▶ The problem:
Every entry here should be copied exactly.

------ Recorded data ------

// ============================================================================
// CORE TYPE NAMES
// ============================================================================

pub const TYPE_OBJECT: &str = "java.lang.Object";
pub const TYPE_STRING: &str = "java.lang.String";
pub const TYPE_CHAR_SEQUENCE: &str = "java.lang.CharSequence";

// Boxed primitives
pub const TYPE_BOOLEAN: &str = "java.lang.Boolean";
pub const TYPE_BYTE: &str = "java.lang.Byte";
pub const TYPE_SHORT: &str = "java.lang.Short";
pub const TYPE_INTEGER: &str = "java.lang.Integer";
pub const TYPE_LONG: &str = "java.lang.Long";
pub const TYPE_FLOAT: &str = "java.lang.Float";
pub const TYPE_DOUBLE: &str = "java.lang.Double";
pub const TYPE_CHARACTER: &str = "java.lang.Character";
pub const TYPE_BIG_DECIMAL: &str = "java.math.BigDecimal";
pub const TYPE_BIG_INTEGER: &str = "java.math.BigInteger";

// ============================================================================
// DATE TYPE NAMES
// ============================================================================

pub const TYPE_LOCAL_DATE: &str = "java.time.LocalDate";
pub const TYPE_LOCAL_DATE_TIME: &str = "java.time.LocalDateTime";
pub const TYPE_LOCAL_TIME: &str = "java.time.LocalTime";
pub const TYPE_OFFSET_DATE_TIME: &str = "java.time.OffsetDateTime";
pub const TYPE_ZONED_DATE_TIME: &str = "java.time.ZonedDateTime";
pub const TYPE_INSTANT: &str = "java.time.Instant";
pub const TYPE_UTIL_DATE: &str = "java.util.Date";

// ============================================================================
// CONTAINER TYPE NAMES
// ============================================================================

pub const TYPE_OPTIONAL: &str = "java.util.Optional";
pub const TYPE_OPTIONAL_INT: &str = "java.util.OptionalInt";
pub const TYPE_OPTIONAL_LONG: &str = "java.util.OptionalLong";
pub const TYPE_OPTIONAL_DOUBLE: &str = "java.util.OptionalDouble";

/// Container shapes written as JSON arrays
pub const COLLECTION_TYPES: &[&str] = &[
    "java.lang.Iterable",
    "java.util.Collection",
    "java.util.List",
    "java.util.ArrayList",
    "java.util.LinkedList",
    "java.util.Set",
    "java.util.HashSet",
    "java.util.LinkedHashSet",
    "java.util.SortedSet",
    "java.util.NavigableSet",
    "java.util.TreeSet",
    "java.util.Queue",
    "java.util.Deque",
    "java.util.ArrayDeque",
];

/// Container shapes written as JSON objects
pub const MAP_TYPES: &[&str] = &[
    "java.util.Map",
    "java.util.HashMap",
    "java.util.LinkedHashMap",
    "java.util.SortedMap",
    "java.util.NavigableMap",
    "java.util.TreeMap",
    "java.util.concurrent.ConcurrentMap",
    "java.util.concurrent.ConcurrentHashMap",
];

/// Boxed numeric and boolean wrappers
pub const BOXED_TYPES: &[&str] = &[
    TYPE_BOOLEAN,
    TYPE_BYTE,
    TYPE_SHORT,
    TYPE_INTEGER,
    TYPE_LONG,
    TYPE_FLOAT,
    TYPE_DOUBLE,
    TYPE_CHARACTER,
    TYPE_BIG_DECIMAL,
    TYPE_BIG_INTEGER,
];

/// Temporal types written through the configured date format
pub const DATE_TYPES: &[&str] = &[
    TYPE_LOCAL_DATE,
    TYPE_LOCAL_DATE_TIME,
    TYPE_LOCAL_TIME,
    TYPE_OFFSET_DATE_TIME,
    TYPE_ZONED_DATE_TIME,
    TYPE_INSTANT,
    TYPE_UTIL_DATE,
];

/// Types whose instances are written as JSON strings
pub const STRING_TYPES: &[&str] = &[TYPE_STRING, TYPE_CHAR_SEQUENCE, "java.util.UUID", "java.net.URI"];

// ============================================================================
// ACCESSOR CONSTANTS
// ============================================================================

pub const GETTER_PREFIX: &str = "get";
pub const BOOLEAN_GETTER_PREFIX: &str = "is";
pub const GET_CLASS_METHOD: &str = "getClass";

// ============================================================================
// OUTPUT CONSTANTS
// ============================================================================

/// Default package prefix for generated unit identifiers
pub const DEFAULT_UNIT_PREFIX: &str = "jsonb.serializers.";

/// Suffix appended to the unit name derived from the root type
pub const UNIT_SUFFIX: &str = "Serializer";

------

▶ Task solution:
// ============================================================================
// CORE TYPE NAMES
// ============================================================================

pub const TYPE_OBJECT: &str = "java.lang.Object";
pub const TYPE_STRING: &str = "java.lang.String";
pub const TYPE_CHAR_SEQUENCE: &str = "java.lang.CharSequence";

// Boxed primitives
pub const TYPE_BOOLEAN: &str = "java.lang.Boolean";
pub const TYPE_BYTE: &str = "java.lang.Byte";
pub const TYPE_SHORT: &str = "java.lang.Short";
pub const TYPE_INTEGER: &str = "java.lang.Integer";
pub const TYPE_LONG: &str = "java.lang.Long";
pub const TYPE_FLOAT: &str = "java.lang.Float";
pub const TYPE_DOUBLE: &str = "java.lang.Double";
pub const TYPE_CHARACTER: &str = "java.lang.Character";
pub const TYPE_BIG_DECIMAL: &str = "java.math.BigDecimal";
pub const TYPE_BIG_INTEGER: &str = "java.math.BigInteger";

// ============================================================================
// DATE TYPE NAMES
// ============================================================================

pub const TYPE_LOCAL_DATE: &str = "java.time.LocalDate";
pub const TYPE_LOCAL_DATE_TIME: &str = "java.time.LocalDateTime";
pub const TYPE_LOCAL_TIME: &str = "java.time.LocalTime";
pub const TYPE_OFFSET_DATE_TIME: &str = "java.time.OffsetDateTime";
pub const TYPE_ZONED_DATE_TIME: &str = "java.time.ZonedDateTime";
pub const TYPE_INSTANT: &str = "java.time.Instant";
pub const TYPE_UTIL_DATE: &str = "java.util.Date";

// ============================================================================
// CONTAINER TYPE NAMES
// ============================================================================

pub const TYPE_OPTIONAL: &str = "java.util.Optional";
pub const TYPE_OPTIONAL_INT: &str = "java.util.OptionalInt";
pub const TYPE_OPTIONAL_LONG: &str = "java.util.OptionalLong";
pub const TYPE_OPTIONAL_DOUBLE: &str = "java.util.OptionalDouble";

/// Container shapes written as JSON arrays
pub const COLLECTION_TYPES: &[&str] = &[
    "java.lang.Iterable",
    "java.util.Collection",
    "java.util.List",
    "java.util.ArrayList",
    "java.util.LinkedList",
    "java.util.Set",
    "java.util.HashSet",
    "java.util.LinkedHashSet",
    "java.util.SortedSet",
    "java.util.NavigableSet",
    "java.util.TreeSet",
    "java.util.Queue",
    "java.util.Deque",
    "java.util.ArrayDeque",
];

/// Container shapes written as JSON objects
pub const MAP_TYPES: &[&str] = &[
    "java.util.Map",
    "java.util.HashMap",
    "java.util.LinkedHashMap",
    "java.util.SortedMap",
    "java.util.NavigableMap",
    "java.util.TreeMap",
    "java.util.concurrent.ConcurrentMap",
    "java.util.concurrent.ConcurrentHashMap",
];

/// Boxed numeric and boolean wrappers
pub const BOXED_TYPES: &[&str] = &[
    TYPE_BOOLEAN,
    TYPE_BYTE,
    TYPE_SHORT,
    TYPE_INTEGER,
    TYPE_LONG,
    TYPE_FLOAT,
    TYPE_DOUBLE,
    TYPE_CHARACTER,
    TYPE_BIG_DECIMAL,
    TYPE_BIG_INTEGER,
];

/// Temporal types written through the configured date format
pub const DATE_TYPES: &[&str] = &[
    TYPE_LOCAL_DATE,
    TYPE_LOCAL_DATE_TIME,
    TYPE_LOCAL_TIME,
    TYPE_OFFSET_DATE_TIME,
    TYPE_ZONED_DATE_TIME,
    TYPE_INSTANT,
    TYPE_UTIL_DATE,
];

/// Types whose instances are written as JSON strings
pub const STRING_TYPES: &[&str] = &[TYPE_STRING, TYPE_CHAR_SEQUENCE, "java.util.UUID", "java.net.URI"];

// ============================================================================
// ACCESSOR CONSTANTS
// ============================================================================

pub const GETTER_PREFIX: &str = "get";
pub const BOOLEAN_GETTER_PREFIX: &str = "is";
pub const GET_CLASS_METHOD: &str = "getClass";

// ============================================================================
// OUTPUT CONSTANTS
// ============================================================================

/// Default package prefix for generated unit identifiers
pub const DEFAULT_UNIT_PREFIX: &str = "jsonb.serializers.";

/// Suffix appended to the unit name derived from the root type
pub const UNIT_SUFFIX: &str = "Serializer";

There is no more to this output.